=== THE RECORDS ===
↓

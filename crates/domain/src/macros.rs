//! Macro for implementing Display and FromStr for stored enum values
//!
//! Task records carry their enums as the exact strings the web application
//! writes (`"In Progress"`, `"High"`, ...). This macro maps each variant to
//! that string for `Display` and parses it back case-insensitively, ignoring
//! surrounding whitespace.
//!
//! # Example
//!
//! ```rust
//! use duebell_domain::impl_domain_status_conversions;
//!
//! #[derive(Debug, Clone, Copy, PartialEq, Eq)]
//! pub enum Stage {
//!     Draft,
//!     InReview,
//! }
//!
//! impl_domain_status_conversions!(Stage {
//!     Draft => "Draft",
//!     InReview => "In Review",
//! });
//!
//! assert_eq!(Stage::InReview.to_string(), "In Review");
//! assert_eq!("in review".parse::<Stage>().unwrap(), Stage::InReview);
//! ```

/// Implements Display and FromStr traits for stored enum values
///
/// # Arguments
///
/// * `$enum_name` - The name of the enum type
/// * `$variant => $str` - Mapping of enum variants to their stored string
#[macro_export]
macro_rules! impl_domain_status_conversions {
    ($enum_name:ident { $($variant:ident => $str:expr),+ $(,)? }) => {
        impl std::fmt::Display for $enum_name {
            fn fmt(&self, f: &mut std::fmt::Formatter<'_>) -> std::fmt::Result {
                match self {
                    $(Self::$variant => f.write_str($str),)+
                }
            }
        }

        impl std::str::FromStr for $enum_name {
            type Err = String;

            fn from_str(s: &str) -> Result<Self, Self::Err> {
                let trimmed = s.trim();
                $(
                    if trimmed.eq_ignore_ascii_case($str) {
                        return Ok(Self::$variant);
                    }
                )+
                Err(format!("Invalid {}: {}", stringify!($enum_name), s))
            }
        }
    };
}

↑

=== TASK GOAL ===
Total the lines in the records above that contain the string "FromStr". Write only that total.

=== RESPONSE TO THIS EXERCISE ===
3